The extent to which the Pakistani political class believes American support will help further their cause in domestic politics is reflected in opposition leader Nawaz Sharif's attempts to portray himself as being pro-American and his "thanking" the American ambassador for "selecting" Kayani as army chief. That the Islamist parties who are normally the most vocal in anti-American rhetoric too seek American blessings in private is visible in Maulana Fazlur Rehman lobbying the Americans to make him Prime Minister.
While desirous of American support in private the Pakistani establishment tries to show its independence in public by asserting that Pakistan is following a certain policy only because it is pressured by the United States. Pakistani politicians and diplomats constantly use clichés to describe Pakistan's ties to US. Whether it is referring to Pakistan as the 'most allied ally' who has never been given its due by the United States. Or as "the most sanctioned ally of the US" as was stated by a former Pakistani foreign secretary a while back. Just recently a leading Pakistani columnist quoted a military official calling Pakistan "the most bullied ally."
The WikiLeaks cables thus reveal the dichotomous nature of US-Pakistan relations whereby everyone who is significant -- whether in the military or civilian leadership -- acknowledges the need for American support and is obsequious in private but refrains from doing so in the open.
Pakistanis, both leaders and elite, need to come to terms with the fact that Pakistan is dependent on American assistance. Pakistan needs American civilian and developmental aid. Over the decades US has been the largest provider of aid to Pakistan, with over $23 billion in aid between 1954 and 2008. Even though most of that aid was military aid the assistance helped the country balance its budget and sustain its armed forces. The United States is the largest contributor to the Friends of Democratic Pakistan consortium and the American government was the first provider of emergency aid both for the refugees and IDPs (Internally Displaced Persons) in the north west and the flood victims in various parts of Pakistan. The $7.5 billion civilian aid package under the Kerry-Lugar bill is in addition to other aid for Pakistan.
The Pakistani military needs American aid for arms and weapons whether they are night vision goggles or F-16 aircrafts. The recent $2 billion aid package is another example of how critical American aid is for Pakistan. Among the leaked cables is one where General Kayani says the Pakistani army is "desperate" for US military support.
The few Pakistanis who have been open in their acknowledgment of Pakistani dependence on US have always been criticized by the media, politicians and mullahs. The Pakistani elite which forms part of the establishment -- both civilian and military -- the media, judiciary and academia has been virulent in its anti-Americanism and feeling of American betrayal. As a leading Pakistani columnist reported, during a recent meeting held for journalists, a senior military official complained that the real American strategy vis-à-vis Pakistan was to "de-nuclearize Pakistan."

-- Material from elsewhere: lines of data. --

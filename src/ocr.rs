//! OCR fallback for PDFs without a usable text layer.
//!
//! Pages are rasterized with Pdfium at [`RENDER_SCALE`] and handed to a
//! [`TextRecognizer`]. The two stages meet in [`RasterOcr`], which is the
//! [`OcrEngine`] the extractor uses by default.
//!
//! Recognizers:
//! - **Tesseract** (default): shells out to the `tesseract` binary.
//! - **OCRS**: pure Rust, no external binaries (feature: `ocr-ocrs`).

use std::path::Path;
use std::process::Command;

use image::{ImageFormat, RgbaImage};
use pdfium_render::prelude::{PdfRenderConfig, Pdfium};
use thiserror::Error;
use tracing::debug;

use crate::config::{OcrBackend, OcrConfig};

/// Pages are rendered at twice their nominal size in both axes.
pub const RENDER_SCALE: f32 = 2.0;

#[derive(Debug, Error)]
pub enum OcrError {
    #[error("failed to load Pdfium runtime: {0}")]
    Library(String),
    #[error("failed to open PDF for rendering: {0}")]
    Document(String),
    #[error("failed to render page {page}: {message}")]
    Render { page: usize, message: String },
    #[error("text recognition failed: {0}")]
    Recognition(String),
    #[error("OCR backend unavailable: {0}")]
    Unavailable(String),
    #[error(transparent)]
    Io(#[from] std::io::Error),
}

/// Renders PDF pages to bitmaps, one at a time.
pub trait PageRasterizer {
    /// Calls `f` with each page in order. Returns the number of pages rendered.
    fn for_each_page(
        &self,
        pdf: &[u8],
        scale: f32,
        f: &mut dyn FnMut(usize, &RgbaImage) -> Result<(), OcrError>,
    ) -> Result<usize, OcrError>;
}

/// Recognizes text fragments (lines or words) in one page image.
pub trait TextRecognizer {
    fn recognize(&self, page: &RgbaImage) -> Result<Vec<String>, OcrError>;
}

/// Whole-document OCR: PDF bytes in, text out.
///
/// Implementations join fragments within a page with single spaces and
/// pages with `\n`. An empty string means nothing was recognized.
pub trait OcrEngine {
    fn ocr_document(&self, pdf: &[u8]) -> Result<String, OcrError>;
}

/// Rasterizer + recognizer pair.
pub struct RasterOcr<R, T> {
    rasterizer: R,
    recognizer: T,
}

impl<R: PageRasterizer, T: TextRecognizer> RasterOcr<R, T> {
    pub fn new(rasterizer: R, recognizer: T) -> Self {
        Self {
            rasterizer,
            recognizer,
        }
    }
}

impl<R: PageRasterizer, T: TextRecognizer> OcrEngine for RasterOcr<R, T> {
    fn ocr_document(&self, pdf: &[u8]) -> Result<String, OcrError> {
        let mut pages: Vec<String> = Vec::new();
        let rendered = self
            .rasterizer
            .for_each_page(pdf, RENDER_SCALE, &mut |index, image| {
                let fragments = self.recognizer.recognize(image)?;
                debug!(
                    page = index,
                    width = image.width(),
                    height = image.height(),
                    fragments = fragments.len(),
                    "recognized page"
                );
                pages.push(fragments.join(" "));
                Ok(())
            })?;
        debug!(pages = rendered, "OCR pass complete");
        Ok(pages.join("\n"))
    }
}

/// Pdfium-backed rasterizer. Binding the library is the expensive part, so
/// one instance is kept for the lifetime of the engine.
pub struct PdfiumRasterizer {
    pdfium: Pdfium,
}

impl PdfiumRasterizer {
    /// Binds to `library` (a file or a directory holding the platform
    /// library) or, when `None`, to `./` and then the system library.
    pub fn load(library: Option<&Path>) -> Result<Self, OcrError> {
        let bindings = match library {
            Some(path) if path.is_dir() => {
                Pdfium::bind_to_library(Pdfium::pdfium_platform_library_name_at_path(path))
            }
            Some(path) => Pdfium::bind_to_library(path),
            None => Pdfium::bind_to_library(Pdfium::pdfium_platform_library_name_at_path("./"))
                .or_else(|_| Pdfium::bind_to_system_library()),
        }
        .map_err(|e| OcrError::Library(e.to_string()))?;

        Ok(Self {
            pdfium: Pdfium::new(bindings),
        })
    }
}

impl PageRasterizer for PdfiumRasterizer {
    fn for_each_page(
        &self,
        pdf: &[u8],
        scale: f32,
        f: &mut dyn FnMut(usize, &RgbaImage) -> Result<(), OcrError>,
    ) -> Result<usize, OcrError> {
        let document = self
            .pdfium
            .load_pdf_from_byte_slice(pdf, None)
            .map_err(|e| OcrError::Document(e.to_string()))?;
        let config = PdfRenderConfig::new().scale_page_by_factor(scale);

        let mut rendered = 0;
        for (index, page) in document.pages().iter().enumerate() {
            let bitmap = page
                .render_with_config(&config)
                .map_err(|e| OcrError::Render {
                    page: index,
                    message: e.to_string(),
                })?;
            let width = bitmap.width() as u32;
            let height = bitmap.height() as u32;
            let image = RgbaImage::from_raw(width, height, bitmap.as_rgba_bytes()).ok_or_else(
                || OcrError::Render {
                    page: index,
                    message: format!("bitmap buffer does not match {}x{}", width, height),
                },
            )?;
            f(index, &image)?;
            rendered += 1;
        }
        Ok(rendered)
    }
}

/// Runs `tesseract <page.png> stdout -l <language>` per page.
#[derive(Debug, Clone)]
pub struct TesseractRecognizer {
    bin: String,
    language: String,
}

impl TesseractRecognizer {
    pub fn new(bin: impl Into<String>, language: impl Into<String>) -> Self {
        Self {
            bin: bin.into(),
            language: language.into(),
        }
    }

    /// Fails when the binary cannot be run at all.
    pub fn probe(&self) -> Result<(), OcrError> {
        let output = Command::new(&self.bin)
            .arg("--version")
            .output()
            .map_err(|e| OcrError::Unavailable(format!("{}: {}", self.bin, e)))?;
        if !output.status.success() {
            return Err(OcrError::Unavailable(format!(
                "{} --version exited with {}",
                self.bin, output.status
            )));
        }
        Ok(())
    }
}

impl TextRecognizer for TesseractRecognizer {
    fn recognize(&self, page: &RgbaImage) -> Result<Vec<String>, OcrError> {
        let file = tempfile::Builder::new()
            .prefix("lexchunk-page-")
            .suffix(".png")
            .tempfile()?;
        page.save_with_format(file.path(), ImageFormat::Png)
            .map_err(|e| OcrError::Recognition(e.to_string()))?;

        let output = Command::new(&self.bin)
            .arg(file.path())
            .arg("stdout")
            .args(["-l", &self.language])
            .output()
            .map_err(|e| OcrError::Unavailable(format!("{}: {}", self.bin, e)))?;

        if !output.status.success() {
            return Err(OcrError::Recognition(
                String::from_utf8_lossy(&output.stderr).trim().to_string(),
            ));
        }

        Ok(fragments(&String::from_utf8_lossy(&output.stdout)))
    }
}

/// Non-empty trimmed lines.
fn fragments(text: &str) -> Vec<String> {
    text.lines()
        .map(str::trim)
        .filter(|l| !l.is_empty())
        .map(String::from)
        .collect()
}

#[cfg(feature = "ocr-ocrs")]
pub use ocrs_backend::OcrsRecognizer;

#[cfg(feature = "ocr-ocrs")]
mod ocrs_backend {
    use std::path::Path;

    use image::RgbaImage;
    use ocrs::{ImageSource, OcrEngineParams};
    use rten::Model;

    use super::{fragments, OcrError, TextRecognizer};

    pub struct OcrsRecognizer {
        engine: ocrs::OcrEngine,
    }

    impl OcrsRecognizer {
        pub fn load(detection_model: &Path, recognition_model: &Path) -> Result<Self, OcrError> {
            let detection = Model::load_file(detection_model)
                .map_err(|e| OcrError::Unavailable(format!("detection model: {}", e)))?;
            let recognition = Model::load_file(recognition_model)
                .map_err(|e| OcrError::Unavailable(format!("recognition model: {}", e)))?;
            let engine = ocrs::OcrEngine::new(OcrEngineParams {
                detection_model: Some(detection),
                recognition_model: Some(recognition),
                ..Default::default()
            })
            .map_err(|e| OcrError::Unavailable(e.to_string()))?;
            Ok(Self { engine })
        }
    }

    impl TextRecognizer for OcrsRecognizer {
        fn recognize(&self, page: &RgbaImage) -> Result<Vec<String>, OcrError> {
            let source = ImageSource::from_bytes(page.as_raw(), page.dimensions())
                .map_err(|e| OcrError::Recognition(e.to_string()))?;
            let input = self
                .engine
                .prepare_input(source)
                .map_err(|e| OcrError::Recognition(e.to_string()))?;
            let text = self
                .engine
                .get_text(&input)
                .map_err(|e| OcrError::Recognition(e.to_string()))?;
            Ok(fragments(&text))
        }
    }
}

/// Builds the configured engine. Called lazily on the first OCR fallback.
pub fn build_engine(config: &OcrConfig) -> Result<Box<dyn OcrEngine>, OcrError> {
    let rasterizer = PdfiumRasterizer::load(config.pdfium_library.as_deref())?;
    match config.backend {
        OcrBackend::Tesseract => {
            let recognizer = TesseractRecognizer::new(&config.tesseract_bin, &config.language);
            recognizer.probe()?;
            Ok(Box::new(RasterOcr::new(rasterizer, recognizer)))
        }
        OcrBackend::Ocrs => build_ocrs(rasterizer, config),
    }
}

#[cfg(feature = "ocr-ocrs")]
fn build_ocrs(
    rasterizer: PdfiumRasterizer,
    config: &OcrConfig,
) -> Result<Box<dyn OcrEngine>, OcrError> {
    let (Some(detection), Some(recognition)) = (&config.detection_model, &config.recognition_model)
    else {
        return Err(OcrError::Unavailable(
            "ocrs backend needs detection_model and recognition_model".to_string(),
        ));
    };
    let recognizer = OcrsRecognizer::load(detection, recognition)?;
    Ok(Box::new(RasterOcr::new(rasterizer, recognizer)))
}

#[cfg(not(feature = "ocr-ocrs"))]
fn build_ocrs(
    _rasterizer: PdfiumRasterizer,
    _config: &OcrConfig,
) -> Result<Box<dyn OcrEngine>, OcrError> {
    Err(OcrError::Unavailable(
        "lexchunk was built without the ocr-ocrs feature".to_string(),
    ))
}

However, even the Pakistani elite needs American visas so that their children can study in the States and so that the elite can visit family members. But like many other dependent elites the Pakistani elite is unwilling and unable to recognize this dependency and instead keeps up a culture of anti-American oratory.
WikiLeaks may or may not be good for US diplomacy but it may be good for Pakistan if Pakistanis recognize the need to cut out the bombast which they feed their own people. There is an idée fixe that the United States needs Pakistan and cannot do without Pakistan's help. However, the reality is that Pakistan needs US consistently while US needs Pakistan intermittently.
Aparna Pande is a Research Fellow at Hudson Institute.